Paging and limiting the results size

One thing to keep in mind when making queries is that the Web API tile does not support request paging. Some APIs will not return all the query results in a single request (say limiting each request to only 100 items), and require the user to make multiple subsequent requests to get the entire results set. Since there is no standard way of doing this, we are currently unable to support it.

This may mean your tile is only able to display the most recent results, and may be an issue if you are say trying to query for every incident in the system and display a donut showing the counts of incidents in each status. To avoid this, if you need to display summaries either query API endpoints that provide summarised information for you, or make sure you indicate in the tile name/description that this may be only recent results.

If your API does not page requests and instead can return large datasets in a single request, consider adding limits to your query if the API supports it. If your query returns 10,000 results, you may experience a tile that takes a long time to load and display data.
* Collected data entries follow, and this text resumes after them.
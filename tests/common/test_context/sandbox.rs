use stripe_rust::{client::Environment, StripeClient};

pub struct TestContext {
    pub client: StripeClient,
}

impl TestContext {
    pub async fn start() -> Self {
        // Take the test mode API key from the env
        let api_key = std::env::var("ACCEPTANCE_TESTS_STRIPE_API_KEY").unwrap();
        assert!(
            api_key.starts_with("sk_test_"),
            "Acceptance tests must run with a test mode key"
        );

        let client = StripeClient::builder(api_key)
            .with_environment(Environment::Live)
            .build();

        Self { client }
    }

    pub fn stripe_environment(&self) -> Environment {
        Environment::Live
    }
}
Don't show data for all time when the last 30 days will do!

Custom code tips and examples for the Web API tile

Walkthrough: Configuring the Web API tile to show a JSON placeholder example

http://jsonplaceholder.typicode.com/ is a JSON REST API used for testing services and this example demonstrates how you would retrieve data from this API and show it using SquaredUp DS.
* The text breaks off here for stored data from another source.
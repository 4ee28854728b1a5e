//! APIs and models related to subscriptions.

mod api;
mod model;

pub use api::SubscriptionsApi;
pub use model::*;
  1. Browse to http://jsonplaceholder.typicode.com/posts The data shown is a list of posts which we can show in SquaredUp DS as a table.
  2. Create a new dashboard and click on the Web API tile.
  3. Select Web API (Grid) and click next.
  4. Leave the scope as it is and click next.
  5. Select generic from the drop down list for the provider, and click next.
  6. Paste the web address from step 1 into the URL box.
    For help customizing the columns of data see How to use the Grid Designer
  7. Click done.

The data from the external API is now shown in SquaredUp DS.

It is important to note that this data will refresh along with the rest of your dashboard and is great for showing tabular data such as a list of open support tickets or configuration changes.